Ninguno de los dos puntos anteriores invalida la utilidad de las apps, pero apunta a un uso como herramienta complementaria por parte de los servicios de atención primaria y vigilancia epidemiológica. Es decir, de nuevo se depende de las viejas estructuras analógicas y puede tener el interés de permitir reducir el tiempo dedicado a llamar e informar. Sin embargo, hay que tener en cuenta que abre el pastel de cómo gestionar la ansiedad de quienes reciban avisos por contactos que en realidad han sido contactos sin riesgo de trasmisión y también los posibles riesgos de producir mecanismos prejuiciosos de atribución de responsabilidad (probablemente guiados por el racismo y otros -ismos).
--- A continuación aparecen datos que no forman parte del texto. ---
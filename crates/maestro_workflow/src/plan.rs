//! Plan types produced by the planner.
//!
//! A plan is purely descriptive: phases carry timing windows but no
//! runtime state, and nothing in this crate executes them.

use std::collections::{BTreeMap, BTreeSet};

use serde::{Deserialize, Serialize};

use crate::refinement::FeedbackCategory;
use crate::templates::PhaseTemplate;

/// Where a phase came from.
#[derive(Debug, Clone, Copy, PartialEq, Eq, Serialize, Deserialize)]
#[serde(rename_all = "snake_case")]
pub enum PhaseKind {
    /// Base content-type template
    Template,
    /// Added by the complexity table
    Complexity,
    /// Added by a domain rule
    Domain,
    /// Added by a request flag (audience, culture, accessibility)
    Dynamic,
    /// Synthetic quality checkpoint
    Checkpoint,
    /// Refinement template
    Refinement,
}

/// A reference from a phase to an externally ranked document.
#[derive(Debug, Clone, PartialEq, Serialize, Deserialize)]
pub struct IntegrationPoint {
    pub document_id: String,
    pub title: String,
    pub relevance: f64,
    #[serde(default, skip_serializing_if = "Option::is_none")]
    pub source: Option<String>,
}

/// One phase of a plan.
#[derive(Debug, Clone, PartialEq, Serialize, Deserialize)]
pub struct Phase {
    pub name: String,
    pub kind: PhaseKind,
    /// Task type used when the phase is dispatched
    pub task_type: String,
    pub agents: Vec<String>,
    /// Overlaps with the previous phase instead of following it
    pub parallel: bool,
    pub critical: bool,
    pub duration_minutes: u32,
    /// Offset from plan start (minutes)
    pub start_minute: u32,
    /// Offset from plan start (minutes)
    pub end_minute: u32,
    #[serde(default, skip_serializing_if = "Vec::is_empty")]
    pub integration_points: Vec<IntegrationPoint>,
}

impl Phase {
    pub fn from_template(template: &PhaseTemplate, kind: PhaseKind) -> Self {
        Self {
            name: template.name.clone(),
            kind,
            task_type: template.task_type.clone(),
            agents: template.agents.clone(),
            parallel: template.parallel,
            critical: template.critical,
            duration_minutes: template.duration_minutes,
            start_minute: 0,
            end_minute: 0,
            integration_points: Vec::new(),
        }
    }

    /// Append an agent unless it is already staffed.
    pub fn add_agent(&mut self, agent: &str) {
        if !self.has_agent(agent) {
            self.agents.push(agent.to_string());
        }
    }

    pub fn has_agent(&self, agent: &str) -> bool {
        self.agents.iter().any(|a| a == agent)
    }
}

/// Summary numbers for a plan.
#[derive(Debug, Clone, PartialEq, Serialize, Deserialize)]
pub struct PlanMetadata {
    /// Template actually used (after fallback)
    pub template: String,
    /// Distinct agents across all phases
    pub agent_count: usize,
    pub phase_count: usize,
    pub critical_phase_count: usize,
    pub estimated_duration_minutes: u32,
    #[serde(default, skip_serializing_if = "Option::is_none")]
    pub complexity: Option<u8>,
    #[serde(default, skip_serializing_if = "Option::is_none")]
    pub domain: Option<String>,
    /// Number of phases each agent is staffed on
    pub agent_load: BTreeMap<String, usize>,
}

/// A frozen multi-phase plan.
#[derive(Debug, Clone, PartialEq, Serialize, Deserialize)]
pub struct WorkflowPlan {
    pub workflow_id: String,
    pub content_type: String,
    pub phases: Vec<Phase>,
    #[serde(default, skip_serializing_if = "Option::is_none")]
    pub feedback_category: Option<FeedbackCategory>,
    pub metadata: PlanMetadata,
}

impl WorkflowPlan {
    pub fn phase(&self, name: &str) -> Option<&Phase> {
        self.phases.iter().find(|p| p.name == name)
    }

    pub fn phase_names(&self) -> Vec<&str> {
        self.phases.iter().map(|p| p.name.as_str()).collect()
    }

    /// Distinct agents in name order.
    pub fn agents(&self) -> BTreeSet<&str> {
        self.phases
            .iter()
            .flat_map(|p| p.agents.iter().map(|a| a.as_str()))
            .collect()
    }

    pub fn critical_phases(&self) -> impl Iterator<Item = &Phase> {
        self.phases.iter().filter(|p| p.critical)
    }
}

/// Build the metadata block for a finished phase list.
pub(crate) fn summarize(
    template: &str,
    phases: &[Phase],
    complexity: Option<u8>,
    domain: Option<String>,
) -> PlanMetadata {
    let mut agent_load: BTreeMap<String, usize> = BTreeMap::new();
    for phase in phases {
        for agent in &phase.agents {
            *agent_load.entry(agent.clone()).or_insert(0) += 1;
        }
    }

    PlanMetadata {
        template: template.to_string(),
        agent_count: agent_load.len(),
        phase_count: phases.len(),
        critical_phase_count: phases.iter().filter(|p| p.critical).count(),
        estimated_duration_minutes: phases.iter().map(|p| p.end_minute).max().unwrap_or(0),
        complexity,
        domain,
        agent_load,
    }
}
  • Más importante me parece el reconocimiento de las limitaciones que suponen las diferentes formas de brecha digital y de espacios no cubiertos. Hay personas en zonas sin cobertura, personas sin teléfono (sobre todo mayores y menores), personas con teléfonos en los que no se pueden instalar dichas apps, personas fuera del universo de Apple y Google, personas sin contrato de datos suficientes, personas a las que se les acaba la batería y hasta personas que de vez en cuando se dejan el teléfono en casa, por haber, hay hasta quien no sabe conectar el bluetooth. Ninguno de estos aspectos se distribuye de forma equiprobable en función del sexo, la etnia, la edad, los niveles educativos, clase social territorio o las condiciones de vida. De nuevo hay que preocuparse por el paso de la innovación tecnológica a la innovación social (cómo es incorporado en las prácticas sociales).
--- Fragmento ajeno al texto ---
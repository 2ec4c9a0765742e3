//! Templates command - List content templates.

use anyhow::Result;
use clap::Args;
use serde::Serialize;

use super::{GlobalOptions, UsageError};

#[derive(Args, Debug)]
pub struct TemplatesArgs {
    /// Show the full template for one content type
    #[arg(short = 't', long)]
    pub content_type: Option<String>,
}

#[derive(Serialize)]
struct TemplateSummary<'a> {
    content_type: &'a str,
    description: &'a str,
    phases: Vec<&'a str>,
}

pub async fn execute(args: TemplatesArgs, options: &GlobalOptions) -> Result<()> {
    let config = options.load_config()?;
    let catalog = config.load_templates()?;

    if let Some(content_type) = &args.content_type {
        let template = catalog
            .get(content_type)
            .ok_or_else(|| UsageError(format!("Unknown content type: {}", content_type)))?;
        return options.print(template);
    }

    let summaries: Vec<TemplateSummary> = catalog
        .content_types()
        .into_iter()
        .filter_map(|ct| catalog.get(ct))
        .map(|t| TemplateSummary {
            content_type: &t.content_type,
            description: &t.description,
            phases: t.phases.iter().map(|p| p.name.as_str()).collect(),
        })
        .collect();
    options.print(&summaries)
}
El gran desafío de estas utilidades lo es en términos de desigualdad en salud. Dado el fetichismo que sentimos por los objetos, en general, y de los objetos tecnológicos, en particular, es previsible que una naturalización de la utilización de apps para el estudio de contactos, aunque fuera como elemento muy complementario, llevara pronto a olvidar a todas las personas en las situaciones anteriores (ocurre ahora, por ejemplo, con la enseñanza en línea de urgencia). Quienes organizamos esto (lo mismo me da que hablemos de la docencia o del estudio de contactos) tendemos a pensar que los demás comparten nuestros medios tecnológicos e interpretamos la información desde nuestro marco de experiencia. Es lo que algunos han llamado violencia simbólica y es la forma de pensamiento que legitima las instituciones, esto es, las pautas de acción formalizadas, que proporcionan ventaja a unos grupos sociales sobre los otros (que discriminan o excluyen). Si empezamos a hablar de las apps con esto en la cabeza y explicitándolo en el discurso, me parece que tienen un potencial (limitado, pero relevante) a valorar.